Robert Hughes passed away, as you may know by now, last night at age 74. He was a great art critic, one of our greatest, but much more than that, too.
First, on art, if you are at all interested in 20th-century art and have never read The Shock of the New, you must must must. It's like being interested in American literature without having read Huck Finn. Hughes covers everything, explaining the development of abstract painting in part as a response to the invention of the camera, which made artists think, "Well hell's bells, what are we good for now?"; to architecture and design; to the shift from Paris to America; so much else. Just brilliant.
I don't know that I've ever read anyone whose writing is as simultaneoulsy erudite and accessible as Hughes's. He just had an utterly ingenious way of taking the reader by the hand and saying: "Okay. You're curious enough to pick up this volume, which means you know some stuff. You want to know more? Buckle up!"
So many of his judgments either stuck or became instantly memorable for precisely those flashes of accessible erudition. His withering assessment of the architecture of Albany, New York became definitive. And his line about the artist Meret Oppenheim's regular cup and saucer that she covered in fur is outrageous and imperishable: "the most intense and abrupt image of lesbian sex in the history of art." Now THAT is a great critic: I would not have thought of that myself, but yes!

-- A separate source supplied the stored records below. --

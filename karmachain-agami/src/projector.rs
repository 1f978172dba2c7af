// Copyright 2025 KarmaChain (https://github.com/karmachain)
//
// This program is free software: you can redistribute it and/or modify
// it under the terms of the GNU Affero General Public License as published by
// the Free Software Foundation, either version 3 of the License, or
// (at your option) any later version.
//
// This program is distributed in the hope that it will be useful,
// but WITHOUT ANY WARRANTY; without even the implied warranty of
// MERCHANTABILITY or FITNESS FOR A PARTICULAR PURPOSE. See the
// GNU Affero General Public License for more details.
//
// You should have received a copy of the GNU Affero General Public License
// along with this program. If not, see <https://www.gnu.org/licenses/>.

//! Trajectory projection
//!
//! Forward (Agami) karma projection over a fixed horizon. Each period's
//! expected delta combines the user's historical action distribution with
//! the learned state-action values and the effective Purushartha weights;
//! the state band is re-derived every period as projected karma moves, so
//! a user crossing a band boundary mid-horizon picks up that band's values
//! for the remaining periods.

use crate::error::{AgamiError, AgamiResult};
use crate::recommend::Recommendation;
use crate::weights::{Axis, StateBand, WeightAccessor};
use karmachain_core::config::ConfidencePenalties;
use serde::{Deserialize, Serialize};
use std::collections::BTreeMap;
use std::sync::Arc;
use tracing::debug;

/// Ordered role thresholds, lowest first. The predicted role is the
/// highest entry whose threshold the projected karma meets.
pub const ROLE_LADDER: [(&str, f64); 6] = [
    ("Seeker", 0.0),
    ("Aspirant", 50.0),
    ("Householder", 150.0),
    ("Mentor", 300.0),
    ("Sage", 600.0),
    ("Jivanmukta", 1000.0),
];

/// Purushartha axis an action type accrues toward.
pub fn axis_for_action(action_type: &str) -> Axis {
    match action_type {
        "donation" | "teaching" | "service" => Axis::Dharma,
        "trade" | "investment" | "repayment" => Axis::Artha,
        "gift" | "celebration" | "entertainment" => Axis::Kama,
        "meditation" | "pilgrimage" | "study" => Axis::Moksha,
        _ => Axis::Dharma,
    }
}

/// Per-user features the projector consumes, assembled by the caller
/// from the graph snapshot.
#[derive(Debug, Clone, Serialize, Deserialize)]
pub struct ProjectionInputs {
    pub user_id: String,
    pub current_karma: f64,
    /// Historical action_type distribution, values summing to ~1.0.
    pub action_distribution: BTreeMap<String, f64>,
    pub history_count: usize,
    pub metrics_converged: bool,
    pub context_key: Option<String>,
}

/// Forward karma projection for one user. Ephemeral, recomputed per
/// request; the authoritative karma ledger lives elsewhere.
#[derive(Debug, Clone, Serialize, Deserialize)]
pub struct AgamiPrediction {
    pub user_id: String,
    pub horizon: u32,
    /// Expected karma delta per period; deltas may be negative.
    pub deltas: Vec<f64>,
    /// Running cumulative projection, same length as `deltas`.
    pub cumulative: Vec<f64>,
    /// Absolute projected karma at horizon end.
    pub projected_karma: f64,
    pub predicted_role: String,
    /// In [0, 1].
    pub confidence: f64,
    pub recommendations: Vec<Recommendation>,
}

impl AgamiPrediction {
    pub fn to_json(&self) -> AgamiResult<String> {
        Ok(serde_json::to_string_pretty(self)?)
    }
}

/// Projects a fixed-horizon karma trajectory from a user's history and
/// the merged weight table.
pub struct TrajectoryProjector {
    weights: Arc<WeightAccessor>,
    default_horizon: u32,
    penalties: ConfidencePenalties,
}

impl TrajectoryProjector {
    pub fn new(
        weights: Arc<WeightAccessor>,
        default_horizon: u32,
        penalties: ConfidencePenalties,
    ) -> Self {
        Self {
            weights,
            default_horizon,
            penalties,
        }
    }

    pub fn weights(&self) -> &Arc<WeightAccessor> {
        &self.weights
    }

    pub fn default_horizon(&self) -> u32 {
        self.default_horizon
    }

    /// Expected karma delta for one period at the given karma level.
    pub fn period_delta(
        &self,
        karma: f64,
        distribution: &BTreeMap<String, f64>,
        context_key: Option<&str>,
    ) -> f64 {
        let band = StateBand::from_karma(karma);
        distribution
            .iter()
            .map(|(action, share)| {
                let q = self.weights.value(band, action);
                let axis = axis_for_action(action);
                share * q * self.weights.effective_weight(context_key, axis)
            })
            .sum()
    }

    /// Project over the default horizon.
    pub fn project(&self, inputs: &ProjectionInputs) -> AgamiResult<AgamiPrediction> {
        self.project_horizon(inputs, self.default_horizon)
    }

    /// Project over an explicit horizon.
    ///
    /// Fails only when the user has no historical actions at all; every
    /// other degradation lowers confidence instead of refusing.
    pub fn project_horizon(
        &self,
        inputs: &ProjectionInputs,
        horizon: u32,
    ) -> AgamiResult<AgamiPrediction> {
        if inputs.history_count == 0 || inputs.action_distribution.is_empty() {
            return Err(AgamiError::InsufficientHistory(inputs.user_id.clone()));
        }

        let context = inputs.context_key.as_deref();
        let mut deltas = Vec::with_capacity(horizon as usize);
        let mut cumulative = Vec::with_capacity(horizon as usize);
        let mut running = 0.0_f64;

        for _ in 0..horizon {
            let delta =
                self.period_delta(inputs.current_karma + running, &inputs.action_distribution, context);
            running += delta;
            deltas.push(delta);
            cumulative.push(running);
        }

        let projected_karma = inputs.current_karma + running;
        let predicted_role = role_for(projected_karma).to_string();
        let confidence = self.confidence(inputs);

        debug!(
            user_id = %inputs.user_id,
            horizon,
            projected_karma,
            confidence,
            "projected trajectory"
        );

        Ok(AgamiPrediction {
            user_id: inputs.user_id.clone(),
            horizon,
            deltas,
            cumulative,
            projected_karma,
            predicted_role,
            confidence,
            recommendations: Vec::new(),
        })
    }

    /// Deterministic confidence in [0, 1]: penalized by history sparsity,
    /// by a non-converged centrality pass, and by how far the user's
    /// observed actions sit from the table's training coverage.
    fn confidence(&self, inputs: &ProjectionInputs) -> f64 {
        let sparsity = self.penalties.sparsity / (1.0 + inputs.history_count as f64);

        let convergence = if inputs.metrics_converged {
            0.0
        } else {
            self.penalties.convergence
        };

        let table = self.weights.table();
        let trained = table.trained_actions();
        let overlap = if inputs.action_distribution.is_empty() {
            0.0
        } else {
            inputs
                .action_distribution
                .iter()
                .filter(|(action, _)| trained.contains(action.as_str()))
                .map(|(_, share)| share)
                .sum::<f64>()
                .clamp(0.0, 1.0)
        };
        let context = self.penalties.context * (1.0 - overlap);

        (1.0 - sparsity - convergence - context).clamp(0.0, 1.0)
    }
}

/// Highest role whose threshold the karma value meets.
pub fn role_for(karma: f64) -> &'static str {
    let mut role = ROLE_LADDER[0].0;
    for (name, threshold) in ROLE_LADDER {
        if karma >= threshold {
            role = name;
        }
    }
    role
}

I didn't read that much of his non-art writing, to be honest. Barcelona. Oh, and The Culture of Complaint. This was a book people on the left were supposed to hate, and most did, but I loved it and agreed with most of it. One of the best political books by a basically non-political writer I've ever read.

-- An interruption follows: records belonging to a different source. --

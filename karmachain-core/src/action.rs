// Copyright 2025 KarmaChain (https://github.com/karmachain)
//
// This program is free software: you can redistribute it and/or modify
// it under the terms of the GNU Affero General Public License as published by
// the Free Software Foundation, either version 3 of the License, or
// (at your option) any later version.
//
// This program is distributed in the hope that it will be useful,
// but WITHOUT ANY WARRANTY; without even the implied warranty of
// MERCHANTABILITY or FITNESS FOR A PARTICULAR PURPOSE. See the
// GNU Affero General Public License for more details.
//
// You should have received a copy of the GNU Affero General Public License
// along with this program. If not, see <https://www.gnu.org/licenses/>.

//! Action events and the karma event ledger.
//!
//! Incoming game actions arrive as `ActionEvent`s; everything the core
//! records about them (normalized states, mutations, forwarded signals)
//! lands in the ledger as `KarmaEvent`s.

use chrono::{DateTime, Utc};
use serde::{Deserialize, Serialize};
use uuid::Uuid;

/// Originating module of a behavioral action.
#[derive(Debug, Clone, Copy, PartialEq, Eq, Hash, Serialize, Deserialize)]
#[serde(rename_all = "lowercase")]
pub enum SourceModule {
    Finance,
    Game,
    Gurukul,
    Insight,
}

impl SourceModule {
    pub fn as_str(&self) -> &'static str {
        match self {
            Self::Finance => "finance",
            Self::Game => "game",
            Self::Gurukul => "gurukul",
            Self::Insight => "insight",
        }
    }
}

/// An externally generated action that may create or mutate relationships
/// and feeds the prediction engines.
#[derive(Debug, Clone, Serialize, Deserialize)]
pub struct ActionEvent {
    pub event_id: Uuid,
    pub user_id: String,
    pub module: SourceModule,
    pub action_type: String,
    /// Raw behavioral value before context weighting
    pub raw_value: f64,
    pub at: DateTime<Utc>,
}

impl ActionEvent {
    pub fn new(
        user_id: impl Into<String>,
        module: SourceModule,
        action_type: impl Into<String>,
        raw_value: f64,
    ) -> Self {
        Self {
            event_id: Uuid::new_v4(),
            user_id: user_id.into(),
            module,
            action_type: action_type.into(),
            raw_value,
            at: Utc::now(),
        }
    }
}

/// Ledger record of anything the core did on behalf of a user.
#[derive(Debug, Clone, Serialize, Deserialize)]
pub struct KarmaEvent {
    pub event_id: Uuid,
    pub event_type: String,
    pub user_id: String,
    /// Structured payload, shape depends on `event_type`
    pub data: serde_json::Value,
    /// Producing subsystem, e.g. "normalization_api_game"
    pub source: String,
    pub at: DateTime<Utc>,
}

impl KarmaEvent {
    pub fn new(
        event_type: impl Into<String>,
        user_id: impl Into<String>,
        data: serde_json::Value,
        source: impl Into<String>,
    ) -> Self {
        Self {
            event_id: Uuid::new_v4(),
            event_type: event_type.into(),
            user_id: user_id.into(),
            data,
            source: source.into(),
            at: Utc::now(),
        }
    }
}
impl KarmaChainService {
    /// Compose the service. Context weights are loaded from the configured
    /// path at construction when one is set.
    pub fn new(
        config: KarmaChainConfig,
        store: Arc<dyn RelationshipStore>,
    ) -> ServiceResult<Self> {
        let weights = Arc::new(WeightAccessor::new(
            config.prediction.base_weights.clone(),
            config.prediction.default_q,
            config.prediction.max_context_multiplier,
        ));
        if let Some(path) = &config.context_weights_path {
            weights.load_context_file(path).map_err(ServiceError::from)?;
        }

        let projector = TrajectoryProjector::new(
            Arc::clone(&weights),
            config.prediction.horizon,
            config.prediction.penalties.clone(),
        );
        let normalizer = Normalizer::new(Arc::clone(&weights), Arc::clone(&store));
        let bridge = SignalBridge::new(config.bridge.clone());

        info!(
            horizon = config.prediction.horizon,
            bridge_enabled = config.bridge.enabled,
            "karmachain service composed"
        );

        Ok(Self {
            builder: GraphBuilder::new(config.graph.clone()),
            metrics: MetricsEngine::new(config.graph.clone()),
            detector: CommunityDetector::new(config.graph.clone()),
            summarizer: NetworkSummarizer::default(),
            weights,
            projector,
            recommender: RecommendationEngine::default(),
            normalizer,
            bridge,
            config,
            store,
        })
    }

    /// Replace the learned weight table snapshot (explicit reload signal).
    pub fn reload_weight_table(&self, table: WeightTable) {
        self.weights.reload_table(table);
    }

    /// Load a trained weight table artifact from disk and swap it in.
    pub fn load_weight_table(&self, path: impl AsRef<std::path::Path>) -> ServiceResult<()> {
        self.weights.reload_table(WeightTable::load_json(path)?);
        Ok(())
    }

    /// Re-read the context-weights artifact from the configured path.
    pub fn reload_context_weights(&self) -> ServiceResult<()> {
        match &self.config.context_weights_path {
            Some(path) => Ok(self.weights.load_context_file(path)?),
            None => Err(ServiceError::Validation(
                "no context weights path configured".into(),
            )),
        }
    }

    /// Full network analysis for a scope. A scope with zero relationships
    /// yields a well-formed empty summary rather than an error.
    pub async fn network_summary(&self, scope: &Scope) -> ServiceResult<NetworkSummary> {
        let records = self.store.get_relationships(scope).await?;

        let graph = match self.builder.build(scope, &records) {
            Ok(graph) => graph,
            Err(GraphError::EmptyScope(_)) => {
                return Ok(self.summarizer.empty(scope_label(scope)));
            }
            Err(other) => return Err(other.into()),
        };

        let metrics = self.metrics.compute(&graph);
        let partition = self.detector.detect(&graph)?;
        Ok(self.summarizer.summarize(scope_label(scope), &metrics, &partition))
    }

    /// Relationships involving a user, newest first, optionally filtered
    /// by direction.
    pub async fn list_relationships(
        &self,
        user_id: &str,
        direction: Direction,
    ) -> ServiceResult<Vec<Relationship>> {
        let records = self
            .store
            .get_relationships(&Scope::user(user_id))
            .await?;

        Ok(records
            .into_iter()
            .filter(|r| match direction {
                Direction::Debts => r.debtor_id == user_id,
                Direction::Credits => r.receiver_id == user_id,
                Direction::All => true,
            })
            .collect())
    }

    pub async fn relationship(&self, id: Uuid) -> ServiceResult<Relationship> {
        Ok(self.store.get_relationship(id).await?)
    }

    pub async fn create_debt(&self, req: &CreateDebtRequest) -> ServiceResult<Relationship> {
        let rel = self
            .store
            .create_relationship(
                &req.debtor_id,
                &req.receiver_id,
                req.amount,
                req.severity,
                &req.action_type,
            )
            .await?;
        self.record_mutation("debt_created", &rel).await?;
        Ok(rel)
    }

    pub async fn repay_debt(&self, req: &RepayRequest) -> ServiceResult<Relationship> {
        let rel = self
            .store
            .append_repayment(req.relationship_id, req.amount)
            .await?;
        self.record_mutation("debt_repaid", &rel).await?;
        Ok(rel)
    }

    pub async fn transfer_debt(&self, req: &TransferRequest) -> ServiceResult<Relationship> {
        let rel = self
            .store
            .transfer(req.relationship_id, &req.new_debtor)
            .await?;
        self.record_mutation("debt_transferred", &rel).await?;
        Ok(rel)
    }

    /// Expire open relationships older than the configured horizon.
    pub async fn expire_stale(&self) -> ServiceResult<usize> {
        let horizon = Duration::days(i64::from(self.config.expiry_horizon_days));
        Ok(self.store.expire_stale(Utc::now(), horizon).await?)
    }

    /// Project a user's Agami trajectory with recommendations attached.
    pub async fn predict_agami(&self, req: &PredictRequest) -> ServiceResult<AgamiPrediction> {
        let scope = Scope::user(&req.user_id);
        let records = self.store.get_relationships(&scope).await?;

        let graph = match self.builder.build(&scope, &records) {
            Ok(graph) => graph,
            Err(GraphError::EmptyScope(_)) => {
                return Err(ServiceError::InsufficientHistory(req.user_id.clone()));
            }
            Err(other) => return Err(other.into()),
        };
        let metrics = self.metrics.compute(&graph);

        let node = metrics
            .node(&req.user_id)
            .ok_or_else(|| ServiceError::InsufficientHistory(req.user_id.clone()))?;

        // History is the user's own edges, both directions.
        let user_idx = graph
            .node_index(&req.user_id)
            .ok_or_else(|| ServiceError::InsufficientHistory(req.user_id.clone()))?;
        let mut action_counts: BTreeMap<String, f64> = BTreeMap::new();
        let mut history_count = 0usize;
        for edge in graph.edges() {
            if edge.from == user_idx || edge.to == user_idx {
                *action_counts.entry(edge.action_type.clone()).or_default() += 1.0;
                history_count += 1;
            }
        }
        let total: f64 = action_counts.values().sum();
        if total > 0.0 {
            for share in action_counts.values_mut() {
                *share /= total;
            }
        }

        let inputs = ProjectionInputs {
            user_id: req.user_id.clone(),
            current_karma: node.weighted_debt_in - node.weighted_debt_out,
            action_distribution: action_counts,
            history_count,
            metrics_converged: metrics.converged,
            context_key: req.context_key.clone(),
        };

        let horizon = req.horizon.unwrap_or(self.projector.default_horizon());
        let mut prediction = self.projector.project_horizon(&inputs, horizon)?;
        prediction.recommendations =
            self.recommender.recommend(&self.projector, &inputs, &prediction);
        Ok(prediction)
    }

    pub fn context_weights(&self, key: &str) -> Option<ContextMultipliers> {
        self.weights.context(key)
    }

    pub fn set_context_weights(
        &self,
        key: &str,
        entry: ContextMultipliers,
    ) -> ServiceResult<()> {
        Ok(self.weights.set_context(key, entry)?)
    }

    pub async fn normalize_state(
        &self,
        req: &NormalizeRequest,
    ) -> ServiceResult<NormalizedState> {
        self.normalizer.normalize(req).await
    }

    pub async fn normalize_state_batch(
        &self,
        reqs: &[NormalizeRequest],
    ) -> ServiceResult<Vec<NormalizedState>> {
        self.normalizer.normalize_batch(reqs).await
    }

    /// Forward a karmic feedback signal and record the outcome in the
    /// ledger. Bridge failures are reported in the result, not raised.
    pub async fn forward_signal(&self, signal: &KarmicSignal) -> ServiceResult<BridgeReport> {
        let report = self.bridge.forward(signal).await;

        let event = KarmaEvent::new(
            "signal_forwarded",
            &signal.user_id,
            serde_json::to_value(&report).map_err(|e| ServiceError::Internal(e.to_string()))?,
            "stp_bridge",
        );
        self.store.record_event(event).await?;
        Ok(report)
    }

    /// Forward a batch of signals, recording one ledger event each.
    pub async fn forward_signal_batch(
        &self,
        signals: &[KarmicSignal],
    ) -> ServiceResult<Vec<BridgeReport>> {
        let mut reports = Vec::with_capacity(signals.len());
        for signal in signals {
            reports.push(self.forward_signal(signal).await?);
        }
        Ok(reports)
    }

    pub async fn bridge_health(&self) -> BridgeHealth {
        self.bridge.health().await
    }

    async fn record_mutation(&self, event_type: &str, rel: &Relationship) -> ServiceResult<()> {
        let event = KarmaEvent::new(
            event_type,
            &rel.debtor_id,
            serde_json::to_value(rel).map_err(|e| ServiceError::Internal(e.to_string()))?,
            "relationship_api",
        );
        self.store.record_event(event).await?;
        Ok(())
    }
}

And finally, there were little gems he tossed off here and there. When The Phantom Menace came out, those of you who were around may recall that the press was just orgiastic about it, both as Event and (generally speaking) as a movie. Hughes took to the pages, oddly, of the New York Daily News, probably at the behest of Ed Kosner, who was the paper's editor at the time (and his friend, I'm guessing), and rained more piss on the thing than a battalion of Australians after downing 20 cases of Foster's. I found it here. You have to read it. Jar Jar Binks: "a wrist-flapping, deer-faced twit of an alien with the voice of a Jamaican drag-queen."
He was a towering figure.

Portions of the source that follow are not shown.